X is for Xenophobia

Damn; I found an actual X word instead of having to x-aggerate something.

Xenophobia is a fear of strangers or foreigners, or anything that is strange or foreign.  This could encompass people, customs, or even food from another culture.  People can harbor a distrust of someone from another country, another region of their own, or even just a few counties over.

Small towns are often depicted as friendly, like Mayberry in The Andy Griffith Show, or often in horror fiction, horribly xenophobic.  Suspicious and unwelcoming residents have secrets, or the entire town harbors some dastardly events in its past it doesn’t want the interloper to discover.

Or worse, something happens that makes them turn on each other.  This one’s probably the most fun from a writer’s standpoint.

Just ask the residents of Maple Street what they think about THAT.

Image:  twilightzonevortex.blogspot.com

Having lived in small American towns, I can definitely say they are surface friendly—that is, you will be welcomed in a polite and hearty fashion, but you’re not truly one of them until you’ve been there for years, and many times not even then.  Most people in these places were born there, grew up there, and expect to die there, and an insular sociology dominates.  This post by Blake Campbell in the Berkeley Beacon (October 29, 2014) quite excellently illustrates some examples from Stephen King and H.P. Lovecraft.

This isn’t unilaterally true; my father hails from Texas, but he is quite a well-known figure in the small Midwestern town where both my mum and I grew up.  It helped that when we moved there in 1972 (yes, I’m old; now shut up), he became very active in the local Chamber of Commerce, etc. and built an extensive social network.

A small town and a large city share this distrust to some degree—we all fear the unknown.  When a stranger speaks to us, we can react in a range from curiosity to terror, depending on the person’s appearance, demeanor, and what time of day or night it is.

In The Dark Tower: The Wolves of the Calla, several inhabitants of Calla Bryn Sturgis become aware that gunslingers are passing near their village.  For generations, the folken have been plagued by agents of the Crimson King that steal their children and return them roont, or ruined.  The minds of the roont ones are damaged and they grow to prodigious size and die painfully as young adults.  They don’t know if the group can help them, or if they will, but they take a risk and ask anyway.

Once the gunslingers win the town over (luckily, Roland knows what he’s doing), most of them accept their assistance.

Most of them.

Image:  Bernie Wrightson / stephenking.com

The cliché says that smaller communities are more helpful than those in a large urban area, but even real-life incidents can turn this trope on its head.  For example, in May 2015, in an accident in northeast London, a unicyclist became trapped under a double-decker bus.  People who work in the neighborhood, together with passersby, came together to lift the bus and free the man’s leg.

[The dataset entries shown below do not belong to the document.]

//! Render targets.

use crate::queue::{self, Destructor};
use crate::texture::Texture2;
use arrayvec::ArrayVec;
use std::{cmp, fmt, hash, sync};

/// The maximum number of color attachments a framebuffer may carry.
pub const MAX_COLOR_ATTACHMENTS: usize = 4;

pub(crate) type Id = u32;

/// Color attachments of an off-screen framebuffer.
pub type ColorAttachments = ArrayVec<Texture2, MAX_COLOR_ATTACHMENTS>;

/// Specifies whether the color buffer is cleared.
#[derive(Clone, Copy, Debug, PartialEq)]
pub enum ClearColor {
    /// Clear to the given color.
    Yes { r: f32, g: f32, b: f32, a: f32 },

    /// Leave the color buffer untouched.
    No,
}

/// Specifies whether the depth buffer is cleared.
#[derive(Clone, Copy, Debug, PartialEq)]
pub enum ClearDepth {
    /// Clear to the given depth.
    Yes { z: f64 },

    /// Leave the depth buffer untouched.
    No,
}

/// A clear operation.
#[derive(Clone, Copy, Debug, PartialEq)]
pub struct ClearOp {
    pub color: ClearColor,
    pub depth: ClearDepth,
}

impl ClearOp {
    /// Clears color to `rgb` (opaque) and depth to `1.0`.
    pub fn color_depth(rgb: [f32; 3]) -> Self {
        ClearOp {
            color: ClearColor::Yes { r: rgb[0], g: rgb[1], b: rgb[2], a: 1.0 },
            depth: ClearDepth::Yes { z: 1.0 },
        }
    }
}

impl Default for ClearOp {
    fn default() -> Self {
        ClearOp::color_depth([0.0, 0.0, 0.0])
    }
}

/// A framebuffer object.
///
/// The default framebuffer (id 0) owns no attachments and is never deleted.
#[derive(Clone)]
pub struct Framebuffer {
    /// The OpenGL framebuffer ID.
    id: Id,

    width: u32,
    height: u32,

    /// Color attachments, in `GL_COLOR_ATTACHMENTi` order.
    colors: ColorAttachments,

    /// Optional depth attachment.
    depth: Option<Texture2>,

    /// `None` for the default framebuffer.
    _destructor: Option<sync::Arc<Destructor>>,
}

impl Framebuffer {
    /// Constructor.
    ///
    /// The caller is responsible for setting up the framebuffer.
    pub(crate) fn new(
        id: Id,
        width: u32,
        height: u32,
        colors: ColorAttachments,
        depth: Option<Texture2>,
        tx: queue::Sender<queue::Object>,
    ) -> Self {
        Self {
            id,
            width,
            height,
            colors,
            depth,
            _destructor: Some(sync::Arc::new(Destructor::new(queue::Object::Framebuffer(id), tx))),
        }
    }

    /// Returns the window's implicit framebuffer.
    pub(crate) fn implicit(width: u32, height: u32) -> Self {
        Self {
            id: 0,
            width,
            height,
            colors: ArrayVec::new(),
            depth: None,
            _destructor: None,
        }
    }

    /// Returns the OpenGL framebuffer ID.
    pub(crate) fn id(&self) -> Id {
        self.id
    }

    /// Returns `true` for the window's implicit framebuffer.
    pub fn is_default(&self) -> bool {
        self.id == 0
    }

    /// Returns `(width, height)` in pixels.
    pub fn dimensions(&self) -> (u32, u32) {
        (self.width, self.height)
    }

    /// Returns the color attachment texture at `index`.
    pub fn color(&self, index: usize) -> Option<&Texture2> {
        self.colors.get(index)
    }

    /// Returns every color attachment.
    pub fn colors(&self) -> &[Texture2] {
        &self.colors
    }

    /// Returns the depth attachment texture.
    pub fn depth(&self) -> Option<&Texture2> {
        self.depth.as_ref()
    }
}

impl fmt::Debug for Framebuffer {
    fn fmt(&self, f: &mut fmt::Formatter) -> fmt::Result {
        #[derive(Debug)]
        struct Framebuffer<'a> {
            id: Id,
            width: u32,
            height: u32,
            colors: &'a [Texture2],
            depth: Option<&'a Texture2>,
        }

        Framebuffer {
            id: self.id,
            width: self.width,
            height: self.height,
            colors: &self.colors,
            depth: self.depth.as_ref(),
        }.fmt(f)
    }
}

impl cmp::PartialEq<Self> for Framebuffer {
    fn eq(&self, other: &Self) -> bool {
        self.id == other.id
    }
}

impl cmp::Eq for Framebuffer {}

impl hash::Hash for Framebuffer {
    fn hash<H: hash::Hasher>(&self, state: &mut H) {
        self.id.hash(state);
    }
}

Keep in mind, we are talking about a very big city here, where people are busy and hurried.  They didn’t just call for help; they moved the bus off the man.

Think about this when you consider your setting.  Will the population welcome your characters?  Is your protagonist one of them, and will she fight to keep interlopers out?  What is her reasoning?  If you have no strangers, what conflicts will split the residents?  What events will bring them together?